Why We Hired the Kid With a Potato in His Book
The potato maker was an art director and writer fresh out of VCU. He had the requisite smart headlines and crafted looks and case-study film that were in everyone else's book. But there on the edges, under the tab marked "Some Stuff"—potatoes.
He combined all his fucked-up interests to create these amazingly weird little art pieces that were, of all things, deeply original. When we saw it all, we thought, we could use someone like this. Even though we knew we really couldn't.
We have never been about filling open reqs. Instead, we focus on hiring for the agency. The needs you have today will not be the needs you have tomorrow. Did Kennedy say that?
It's always made sense to bring in talent that takes us in new directions. People who bring us something unexpected every day. People who inspire us, so we can put that into our work. More often than not, we find that in the thing we didn't need. We find it in the abnormality.
Yes, we've made the mistake of hiring for a specific role. Haven't we all? Inevitably, that role changes and you're left with someone who's not able to slide to the next white space. They become negative, resentful and toxic, and they're making about $238,000 a year with unlimited PTO.

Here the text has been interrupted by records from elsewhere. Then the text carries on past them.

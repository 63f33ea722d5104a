//! # Application State Management
//!
//! Drives the engine from the winit event loop:
//! - the window and GPU context are built when the loop resumes
//! - every redraw runs one engine tick and presents it
//! - resize events reach the surface and the camera projection
//! - close, Escape or the configured frame count end the loop

pub mod graphics_resources_builder;

use std::sync::Arc;

use graphics_resources_builder::{Graphics, GraphicsBuilder};
use log::{error, info};
use winit::{
    application::ApplicationHandler,
    event::{ElementState, KeyEvent, WindowEvent},
    event_loop::{ActiveEventLoop, EventLoopProxy},
    keyboard::{KeyCode, PhysicalKey},
    window::{Window, WindowId},
};

use crate::{
    config::EngineConfig,
    engine_state::{rendering::WgpuContext, EngineState},
    error::{EngineError, EngineResult},
    log_stats,
};

/// The engine running in a window.
pub struct InitializedApplicationState {
    pub engine_state: EngineState<WgpuContext>,
    pub window: Arc<Window>,
    /// Start of the previous frame, for delta time.
    pub last_frame_time: web_time::Instant,
}

/// Event loop handler owning the engine once the graphics are ready.
pub struct ApplicationState {
    config: EngineConfig,
    builder: GraphicsBuilder,
    state: Option<InitializedApplicationState>,
    outcome: EngineResult<()>,
}

impl ApplicationState {
    pub fn new(config: EngineConfig, event_loop_proxy: EventLoopProxy<Graphics>) -> Self {
        Self {
            config,
            builder: GraphicsBuilder::new(event_loop_proxy),
            state: None,
            outcome: Ok(()),
        }
    }

    /// The first fatal error, if the loop stopped because of one.
    pub fn finish(self) -> EngineResult<()> {
        self.outcome
    }

    fn fail(&mut self, event_loop: &ActiveEventLoop, err: EngineError) {
        error!("{err}");
        if self.outcome.is_ok() {
            self.outcome = Err(err);
        }
        event_loop.exit();
    }

    fn start(&mut self, event_loop: &ActiveEventLoop, graphics: Graphics) {
        let Graphics { window, context } = graphics;
        let engine_state = match context.and_then(|context| EngineState::new(&self.config, context)) {
            Ok(engine_state) => engine_state,
            Err(err) => return self.fail(event_loop, err),
        };

        let mut state = InitializedApplicationState {
            engine_state,
            window,
            last_frame_time: web_time::Instant::now(),
        };
        let size = state.window.inner_size();
        state.engine_state.resize(size.width, size.height);
        state.window.request_redraw();
        info!("Engine started");
        self.state = Some(state);
    }

    fn redraw(&mut self, event_loop: &ActiveEventLoop) {
        let Some(state) = &mut self.state else {
            return;
        };
        let now = web_time::Instant::now();
        let dt = now - state.last_frame_time;
        state.last_frame_time = now;

        let engine = &mut state.engine_state;
        let report = match engine.tick(dt) {
            Ok(report) => report,
            Err(err) => return self.fail(event_loop, err),
        };
        if self.config.stats_interval > 0 && engine.frame() % self.config.stats_interval == 0 {
            log_stats(engine.frame(), &report, engine.chunks.pending(), engine.scene.len());
        }
        if self.config.frames.is_some_and(|frames| engine.frame() >= frames) {
            info!("Finished after {} frames", engine.frame());
            event_loop.exit();
        }
    }
}

impl ApplicationHandler<Graphics> for ApplicationState {
    fn resumed(&mut self, event_loop: &ActiveEventLoop) {
        if let Err(err) = self.builder.build_and_send(event_loop, &self.config) {
            self.fail(event_loop, err);
        }
    }

    fn user_event(&mut self, event_loop: &ActiveEventLoop, graphics: Graphics) {
        self.start(event_loop, graphics);
    }

    fn window_event(&mut self, event_loop: &ActiveEventLoop, _window_id: WindowId, event: WindowEvent) {
        match event {
            WindowEvent::Resized(size) => {
                if let Some(state) = &mut self.state {
                    state.engine_state.resize(size.width, size.height);
                }
            }
            WindowEvent::RedrawRequested => self.redraw(event_loop),
            WindowEvent::CloseRequested
            | WindowEvent::KeyboardInput {
                event:
                    KeyEvent {
                        state: ElementState::Pressed,
                        physical_key: PhysicalKey::Code(KeyCode::Escape),
                        ..
                    },
                ..
            } => event_loop.exit(),
            _ => (),
        }
    }

    /// Keeps frames coming; presentation paces them.
    fn about_to_wait(&mut self, _event_loop: &ActiveEventLoop) {
        if let Some(state) = &self.state {
            state.window.request_redraw();
        }
    }
}
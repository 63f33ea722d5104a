//! # Biomes
//!
//! A biome names the atlas tiles used for the top, sides and bottom of a terrain
//! column. Columns pick a biome in two steps: the normalized terrain height
//! selects a height range, then the normalized biome noise value indexes into that
//! range's list of biome names.

use std::collections::BTreeMap;

use serde::{Deserialize, Serialize};

use crate::error::{EngineError, EngineResult};

/// Atlas tiles of a biome.
#[derive(Debug, Clone, Copy, PartialEq, Eq, Serialize, Deserialize)]
#[serde(rename_all = "camelCase")]
pub struct Biome {
    /// Tile for upward faces.
    pub top_index: u32,
    /// Tile for side faces.
    pub side_index: u32,
    /// Tile for downward faces.
    pub bottom_index: u32,
}

/// Biome options for one band of normalized terrain height.
#[derive(Debug, Clone, PartialEq, Serialize, Deserialize)]
#[serde(rename_all = "camelCase")]
pub struct BiomeRange {
    /// Inclusive lower bound in `[0, 1]`.
    pub height_start: f64,
    /// Inclusive upper bound in `[0, 1]`.
    pub height_end: f64,
    /// Biome names, indexed by the normalized biome value.
    pub biomes: Vec<String>,
}

/// Biome lookup tables carried by every generation request.
///
/// Missing fields fall back to the default table.
#[derive(Debug, Clone, PartialEq, Serialize, Deserialize)]
#[serde(default, rename_all = "camelCase")]
pub struct BiomeTable {
    /// Biome definitions by name.
    pub biomes: BTreeMap<String, Biome>,
    /// Height bands, searched in order.
    #[serde(rename = "biomesConfiguration")]
    pub ranges: Vec<BiomeRange>,
    /// Names of biomes that may grow trees.
    pub tree_biomes: Vec<String>,
}

impl Default for BiomeTable {
    fn default() -> Self {
        let biome = |top_index, side_index, bottom_index| Biome {
            top_index,
            side_index,
            bottom_index,
        };
        let range = |height_start, height_end, names: &[&str]| BiomeRange {
            height_start,
            height_end,
            biomes: names.iter().map(|n| (*n).to_owned()).collect(),
        };

        Self {
            biomes: BTreeMap::from([
                ("snowy".to_owned(), biome(165, 1, 43)),
                ("forest".to_owned(), biome(2, 3, 43)),
                ("desert".to_owned(), biome(35, 35, 35)),
            ]),
            ranges: vec![
                range(0.0, 0.425, &["forest", "desert", "desert"]),
                range(0.425, 0.575, &["forest"]),
                range(0.575, 1.0, &["forest", "snowy", "snowy"]),
            ],
            tree_biomes: vec!["default".to_owned(), "forest".to_owned()],
        }
    }
}

impl BiomeTable {
    /// Checks that every range is non-empty and names only known biomes.
    pub fn validate(&self) -> EngineResult<()> {
        if self.ranges.is_empty() {
            return Err(EngineError::BiomeConfiguration(
                "at least one height range is required".to_owned(),
            ));
        }
        for (i, range) in self.ranges.iter().enumerate() {
            if range.biomes.is_empty() {
                return Err(EngineError::BiomeConfiguration(format!(
                    "height range {i} lists no biomes"
                )));
            }
            if range.height_start > range.height_end {
                return Err(EngineError::BiomeConfiguration(format!(
                    "height range {i} starts at {} after its end {}",
                    range.height_start, range.height_end
                )));
            }
            if let Some(name) = range.biomes.iter().find(|n| !self.biomes.contains_key(*n)) {
                return Err(EngineError::BiomeConfiguration(format!(
                    "height range {i} names unknown biome `{name}`"
                )));
            }
        }
        Ok(())
    }

    /// Picks the biome name for a column.
    ///
    /// # Arguments
    /// * `height` - Terrain height normalized to `[0, 1]`
    /// * `value` - Biome noise normalized to `[0, 1]`
    ///
    /// # Returns
    /// The first range containing `height` decides; values below every range fall
    /// into the first range and values above into the last. Inside the range the
    /// name at `floor(value * len)` is used, clamped to the last entry.
    pub fn select(&self, height: f64, value: f64) -> Option<&str> {
        let range = self
            .ranges
            .iter()
            .find(|r| height >= r.height_start && height <= r.height_end)
            .or_else(|| match self.ranges.first() {
                Some(first) if height < first.height_start => Some(first),
                _ => self.ranges.last(),
            })?;

        let len = range.biomes.len();
        if len == 0 {
            return None;
        }
        let index = ((value * len as f64).floor().max(0.0) as usize).min(len - 1);
        Some(range.biomes[index].as_str())
    }

    /// Looks up a biome definition.
    pub fn biome(&self, name: &str) -> Option<&Biome> {
        self.biomes.get(name)
    }

    /// Whether columns of this biome may grow trees.
    pub fn grows_trees(&self, name: &str) -> bool {
        self.tree_biomes.iter().any(|n| n == name)
    }
}

#[cfg(test)]
mod tests {
    use super::*;

    #[test]
    fn default_table_is_valid() {
        BiomeTable::default().validate().unwrap();
    }

    #[test]
    fn first_matching_range_wins_on_shared_bounds() {
        let table = BiomeTable::default();
        // 0.425 closes the first range and opens the second
        assert_eq!(table.select(0.425, 0.9), Some("desert"));
        assert_eq!(table.select(0.5, 0.9), Some("forest"));
    }

    #[test]
    fn index_is_clamped_to_the_last_option() {
        let table = BiomeTable::default();
        assert_eq!(table.select(0.9, 1.0), Some("snowy"));
        assert_eq!(table.select(0.9, 0.0), Some("forest"));
        assert_eq!(table.select(0.1, 0.34), Some("desert"));
        assert_eq!(table.select(0.1, 0.33), Some("forest"));
    }

    #[test]
    fn out_of_range_heights_fall_back_to_the_ends() {
        let mut table = BiomeTable::default();
        table.ranges[0].height_start = 0.1;
        assert_eq!(table.select(0.05, 0.0), Some("forest"));
        assert_eq!(table.select(1.5, 0.99), Some("snowy"));
    }

    #[test]
    fn validation_catches_unknown_names_and_empty_ranges() {
        let mut table = BiomeTable::default();
        table.ranges[1].biomes.push("swamp".to_owned());
        assert!(matches!(
            table.validate(),
            Err(EngineError::BiomeConfiguration(message)) if message.contains("swamp")
        ));

        let mut table = BiomeTable::default();
        table.ranges[2].biomes.clear();
        assert!(table.validate().is_err());

        let mut table = BiomeTable::default();
        table.ranges.clear();
        assert!(table.validate().is_err());
    }

    #[test]
    fn tree_biomes_default_to_forest() {
        let table = BiomeTable::default();
        assert!(table.grows_trees("forest"));
        assert!(!table.grows_trees("desert"));
    }

    #[test]
    fn deserializes_worker_field_names() {
        let json = r#"{
            "biomes": { "plain": { "topIndex": 1, "sideIndex": 2, "bottomIndex": 3 } },
            "biomesConfiguration": [ { "heightStart": 0.0, "heightEnd": 1.0, "biomes": ["plain"] } ],
            "treeBiomes": []
        }"#;
        let table: BiomeTable = serde_json::from_str(json).unwrap();
        table.validate().unwrap();
        assert_eq!(table.biome("plain").map(|b| b.side_index), Some(2));
    }
}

So if the lanes are going to change, why act as if they're not? It's that magical alchemy of creative minds smart enough to approach each day with a certain naiveté that makes all the difference. Why not prepare for that?
The net result gives us a more agile and diverse talent pool. People are able to move freely according to the needs of the project. There's continuity on the account, usually through the creative leadership, but there's always diversity of thought.

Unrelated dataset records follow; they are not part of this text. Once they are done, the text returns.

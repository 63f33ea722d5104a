//! # Chunk Manager
//!
//! Keeps the chunks of one world around one target entity. The manager owns the
//! record of every coordinate it has touched:
//!
//! ```text
//! Absent ──request──▶ Requested ──integrate──▶ Materialized ──evict──▶ Absent
//! ```
//!
//! A coordinate holds at most one record, so no second request is sent while one
//! is in flight, and a duplicate result replaces the entity it would otherwise
//! leak. `Requested` records are never evicted.
//!
//! The manager never talks to workers itself; `ChunkSystem` sends the requests it
//! plans and hands back the results.

use std::collections::HashMap;
use std::sync::Arc;

use log::debug;

use crate::{
    config::ChunkManagerConfig,
    engine_state::{
        scene::{EntityConfig, EntityId, MaterialComponent, Scene},
        voxels::{
            chunk::{
                generator::{ChunkParameters, GeneratedChunk, GenerationContext},
                window_coordinates, ChunkCoordinate, ChunkRecord,
            },
            tasks::chunk_generation_task::ChunkRequest,
        },
    },
    error::EngineResult,
};

/// Entity the streaming window follows.
#[derive(Debug, Clone, PartialEq, Eq)]
pub enum ChunkTarget {
    /// A known entity.
    Entity(EntityId),
    /// The first entity, in creation order, carrying this tag.
    Tag(String),
}

/// Streaming state of one world.
#[derive(Debug)]
pub struct ChunkManager {
    index: usize,
    target: ChunkTarget,
    parameters: ChunkParameters,
    radius: u32,
    y_offset: f32,
    retry_after_ticks: Option<u64>,
    template: Option<MaterialComponent>,
    context: Arc<GenerationContext>,
    chunks: HashMap<ChunkCoordinate, ChunkRecord>,
}

impl ChunkManager {
    /// Creates a manager following the entity tagged `config.target_name`.
    ///
    /// # Arguments
    /// * `index` - Position of the manager in its `ChunkSystem`, echoed by every result
    /// * `config` - Sizes, noise tunables and biome tables
    /// * `template` - Program and material every chunk is drawn with
    ///
    /// # Returns
    /// The manager, or an error if a size is zero or the biome table is inconsistent.
    pub fn new(
        index: usize,
        config: &ChunkManagerConfig,
        template: Option<MaterialComponent>,
    ) -> EngineResult<Self> {
        config.validate()?;
        let seed = config.seed.unwrap_or_else(|| fastrand::u32(..));
        let context = Arc::new(GenerationContext::new(seed)?);
        debug!("Chunk manager {index} uses seed {seed}");

        Ok(Self {
            index,
            target: ChunkTarget::Tag(config.target_name.clone()),
            parameters: config.parameters(seed),
            radius: config.radius,
            y_offset: config.y_offset,
            retry_after_ticks: config.retry_after_ticks,
            template,
            context,
            chunks: HashMap::new(),
        })
    }

    /// Follows `target` instead of the configured tag.
    pub fn with_target(mut self, target: ChunkTarget) -> Self {
        self.target = target;
        self
    }

    pub fn index(&self) -> usize {
        self.index
    }

    pub fn target(&self) -> &ChunkTarget {
        &self.target
    }

    pub fn parameters(&self) -> &ChunkParameters {
        &self.parameters
    }

    pub fn radius(&self) -> u32 {
        self.radius
    }

    pub fn context(&self) -> &Arc<GenerationContext> {
        &self.context
    }

    /// Record of `coordinate`, `None` when absent.
    pub fn record(&self, coordinate: ChunkCoordinate) -> Option<ChunkRecord> {
        self.chunks.get(&coordinate).copied()
    }

    /// Every record.
    pub fn records(&self) -> impl Iterator<Item = (ChunkCoordinate, ChunkRecord)> + '_ {
        self.chunks.iter().map(|(coordinate, record)| (*coordinate, *record))
    }

    /// Coordinates currently in the scene, sorted.
    pub fn materialized(&self) -> Vec<ChunkCoordinate> {
        let mut coordinates: Vec<_> = self
            .chunks
            .iter()
            .filter(|(_, record)| matches!(record, ChunkRecord::Materialized(_)))
            .map(|(coordinate, _)| *coordinate)
            .collect();
        coordinates.sort_unstable();
        coordinates
    }

    /// Number of requests in flight.
    pub fn requested_count(&self) -> usize {
        self.chunks
            .values()
            .filter(|record| matches!(record, ChunkRecord::Requested { .. }))
            .count()
    }

    /// Resolves the target entity.
    pub fn resolve_target(&self, scene: &Scene) -> Option<EntityId> {
        match &self.target {
            ChunkTarget::Entity(id) => scene.contains(*id).then_some(*id),
            ChunkTarget::Tag(tag) => scene.find_by_tag(tag),
        }
    }

    /// Chunk containing the target, or `None` without a target.
    pub fn center(&self, scene: &Scene) -> Option<ChunkCoordinate> {
        let position = scene.world_position(self.resolve_target(scene)?)?;
        Some(ChunkCoordinate::containing(
            position.x,
            position.z,
            self.parameters.width,
            self.parameters.depth,
        ))
    }

    /// Generation request for `coordinate`, sharing the manager's noise context.
    pub fn request(&self, coordinate: ChunkCoordinate) -> ChunkRequest {
        ChunkRequest {
            chunk: coordinate,
            parameters: self.parameters.clone(),
            chunk_manager_index: self.index,
            context: Some(self.context.clone()),
        }
    }

    /// Destroys every materialized chunk outside the window around `center`.
    ///
    /// # Returns
    /// The number of chunks evicted.
    pub fn evict_outside(&mut self, center: ChunkCoordinate, scene: &mut Scene) -> usize {
        let radius = self.radius;
        let evicted: Vec<(ChunkCoordinate, EntityId)> = self
            .chunks
            .iter()
            .filter_map(|(coordinate, record)| match record {
                ChunkRecord::Materialized(id) if !coordinate.within(center, radius) => {
                    Some((*coordinate, *id))
                }
                _ => None,
            })
            .collect();

        for (coordinate, id) in &evicted {
            scene.destroy(*id);
            self.chunks.remove(coordinate);
            debug!("Evicted chunk {coordinate} ({id})");
        }
        evicted.len()
    }

    /// Marks every absent coordinate of the window as requested, ring by ring from
    /// the center outwards.
    ///
    /// # Returns
    /// The requests to send, in walk order.
    pub fn plan_requests(&mut self, center: ChunkCoordinate, tick: u64) -> Vec<ChunkRequest> {
        let mut requests = Vec::new();
        for coordinate in window_coordinates(center, self.radius) {
            if self.chunks.contains_key(&coordinate) {
                continue;
            }
            self.chunks
                .insert(coordinate, ChunkRecord::Requested { requested_at: tick });
            requests.push(self.request(coordinate));
        }
        requests
    }

    /// Requests that have waited `retry_after_ticks` or more, refreshed to `tick`.
    /// Empty when retries are disabled.
    pub fn stale_requests(&mut self, tick: u64) -> Vec<ChunkRequest> {
        let Some(retry_after) = self.retry_after_ticks else {
            return Vec::new();
        };

        let mut stale: Vec<ChunkCoordinate> = Vec::new();
        for (coordinate, record) in self.chunks.iter_mut() {
            if let ChunkRecord::Requested { requested_at } = record {
                if tick.saturating_sub(*requested_at) >= retry_after {
                    *requested_at = tick;
                    stale.push(*coordinate);
                }
            }
        }
        stale.sort_unstable();
        stale.into_iter().map(|c| self.request(c)).collect()
    }

    /// Places a generated chunk in the scene and records it as materialized.
    ///
    /// An entity already recorded for the coordinate is destroyed first. A chunk
    /// for a coordinate outside the window is placed all the same and evicted by
    /// the next window check.
    ///
    /// # Returns
    /// The new entity.
    pub fn integrate(
        &mut self,
        coordinate: ChunkCoordinate,
        generated: GeneratedChunk,
        scene: &mut Scene,
    ) -> EngineResult<EntityId> {
        if let Some(ChunkRecord::Materialized(previous)) = self.chunks.get(&coordinate) {
            debug!("Duplicate chunk {coordinate}, replacing {previous}");
            scene.destroy(*previous);
        }

        let mesh = scene.add_mesh(generated.mesh);
        let mut config = EntityConfig::default()
            .with_tag(format!("chunk {},{}", coordinate.x, coordinate.z))
            .with_translation(
                generated.translation_x,
                self.y_offset - self.parameters.half_height as f32,
                generated.translation_z,
            )
            .with_mesh(mesh);
        if let Some(template) = &self.template {
            config = config.with_material(template.clone());
        }

        let id = scene.instantiate(config)?;
        self.chunks.insert(coordinate, ChunkRecord::Materialized(id));
        debug!("Materialized chunk {coordinate} as {id}");
        Ok(id)
    }
}

#[cfg(test)]
mod tests {
    use cgmath::Vector3;

    use super::*;
    use crate::engine_state::task_management::Task;

    fn config() -> ChunkManagerConfig {
        ChunkManagerConfig {
            width: 4,
            depth: 4,
            height: 32,
            radius: 2,
            seed: Some(42),
            ..ChunkManagerConfig::default()
        }
    }

    fn generate(manager: &ChunkManager, coordinate: ChunkCoordinate) -> GeneratedChunk {
        manager.request(coordinate).process().result.unwrap()
    }

    #[test]
    fn without_target_there_is_no_center() {
        let manager = ChunkManager::new(0, &config(), None).unwrap();
        let mut scene = Scene::new();
        assert_eq!(manager.center(&scene), None);

        let player = scene
            .instantiate(EntityConfig::default().with_tag("player").with_translation(9.0, 5.0, -3.0))
            .unwrap();
        assert_eq!(manager.center(&scene), Some(ChunkCoordinate::new(2, -1)));

        let manager = manager.with_target(ChunkTarget::Entity(player));
        assert_eq!(manager.resolve_target(&scene), Some(player));
        scene.destroy(player);
        assert_eq!(manager.center(&scene), None);
    }

    #[test]
    fn window_is_requested_once() {
        let mut manager = ChunkManager::new(0, &config(), None).unwrap();
        let center = ChunkCoordinate::new(0, 0);

        let requests = manager.plan_requests(center, 1);
        assert_eq!(requests.len(), 9);
        assert_eq!(requests[0].chunk, center);
        assert!(requests.iter().all(|r| r.chunk_manager_index == 0));
        assert!(requests.iter().all(|r| r.context.is_some()));
        assert!(manager.plan_requests(center, 2).is_empty());
        assert_eq!(manager.requested_count(), 9);
    }

    #[test]
    fn integrate_places_the_chunk() {
        let mut manager = ChunkManager::new(0, &config(), None).unwrap();
        let mut scene = Scene::new();
        let coordinate = ChunkCoordinate::new(1, -1);
        manager.plan_requests(ChunkCoordinate::new(0, 0), 1);

        let id = manager
            .integrate(coordinate, generate(&manager, coordinate), &mut scene)
            .unwrap();
        let entity = scene.get(id).unwrap();
        assert_eq!(entity.tag(), Some("chunk 1,-1"));
        assert_eq!(entity.translation(), Vector3::new(2.0, -32.0, -6.0));
        assert!(entity.mesh().is_some());
        assert_eq!(manager.record(coordinate), Some(ChunkRecord::Materialized(id)));
    }

    #[test]
    fn duplicate_result_replaces_the_entity() {
        let mut manager = ChunkManager::new(0, &config(), None).unwrap();
        let mut scene = Scene::new();
        let coordinate = ChunkCoordinate::new(0, 0);

        let first = manager
            .integrate(coordinate, generate(&manager, coordinate), &mut scene)
            .unwrap();
        let second = manager
            .integrate(coordinate, generate(&manager, coordinate), &mut scene)
            .unwrap();
        assert!(!scene.contains(first));
        assert!(scene.contains(second));
        assert_eq!(scene.len(), 1);
    }

    #[test]
    fn eviction_spares_requests() {
        let mut manager = ChunkManager::new(0, &config(), None).unwrap();
        let mut scene = Scene::new();
        manager.plan_requests(ChunkCoordinate::new(0, 0), 1);
        let far = ChunkCoordinate::new(1, 1);
        manager.integrate(far, generate(&manager, far), &mut scene).unwrap();

        let evicted = manager.evict_outside(ChunkCoordinate::new(-2, -2), &mut scene);
        assert_eq!(evicted, 1);
        assert_eq!(manager.record(far), None);
        assert!(scene.is_empty());
        assert_eq!(manager.requested_count(), 8);
    }

    #[test]
    fn stale_requests_need_a_retry_window() {
        let mut manager = ChunkManager::new(0, &config(), None).unwrap();
        manager.plan_requests(ChunkCoordinate::new(0, 0), 1);
        assert!(manager.stale_requests(100).is_empty());

        let mut retrying = ChunkManager::new(
            0,
            &ChunkManagerConfig {
                retry_after_ticks: Some(5),
                ..config()
            },
            None,
        )
        .unwrap();
        retrying.plan_requests(ChunkCoordinate::new(0, 0), 1);
        assert!(retrying.stale_requests(5).is_empty());
        assert_eq!(retrying.stale_requests(6).len(), 9);
        assert!(retrying.stale_requests(7).is_empty());
        assert_eq!(
            retrying.record(ChunkCoordinate::new(0, 0)),
            Some(ChunkRecord::Requested { requested_at: 6 })
        );
    }

    #[test]
    fn invalid_biome_table_is_rejected() {
        let mut broken = config();
        broken.biome_table.ranges.clear();
        assert!(ChunkManager::new(0, &broken, None).is_err());
    }
}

We've worked in those places where everything felt like it came out of one person's book. There was a house style, and part of your role was to adapt to it. And while that can be interesting because you find yourself doing work that's unlike you, and there's a certain discovery in that process, the whole thing is unsustainable for an agency. As a collective, you end up in a warm, cozy, beautifully designed rut.
Instead, we want people to put their fingerprints on the work. We want to change and morph with the energy that's coming from within. The up-and-comers should thrive in a meritocracy, and the veterans should be able to express themselves in new ways.
That's more interesting to us. Making that unpredictable leap from strategy to art. But as Laurie Anderson once said, "Talking about art is like dancing about architecture." So we'll shut up and leave you with this:
We realize we are not the first to have a hiring philosophy. Ours came out of necessity. In the beginning, we couldn't always get the superstars. But then we realized every good result came out of an entrepreneurial spirit and a diverse team. So we added rigor and kept hiring this way across the board, and now our superstars are the unexpected ones. Maybe even the ones with potatoes in their books.
Searching for the abnormal has become the new normal.
—Dave Weist and Tim Vaccarino are executive creative directors at MullenLowe in Boston.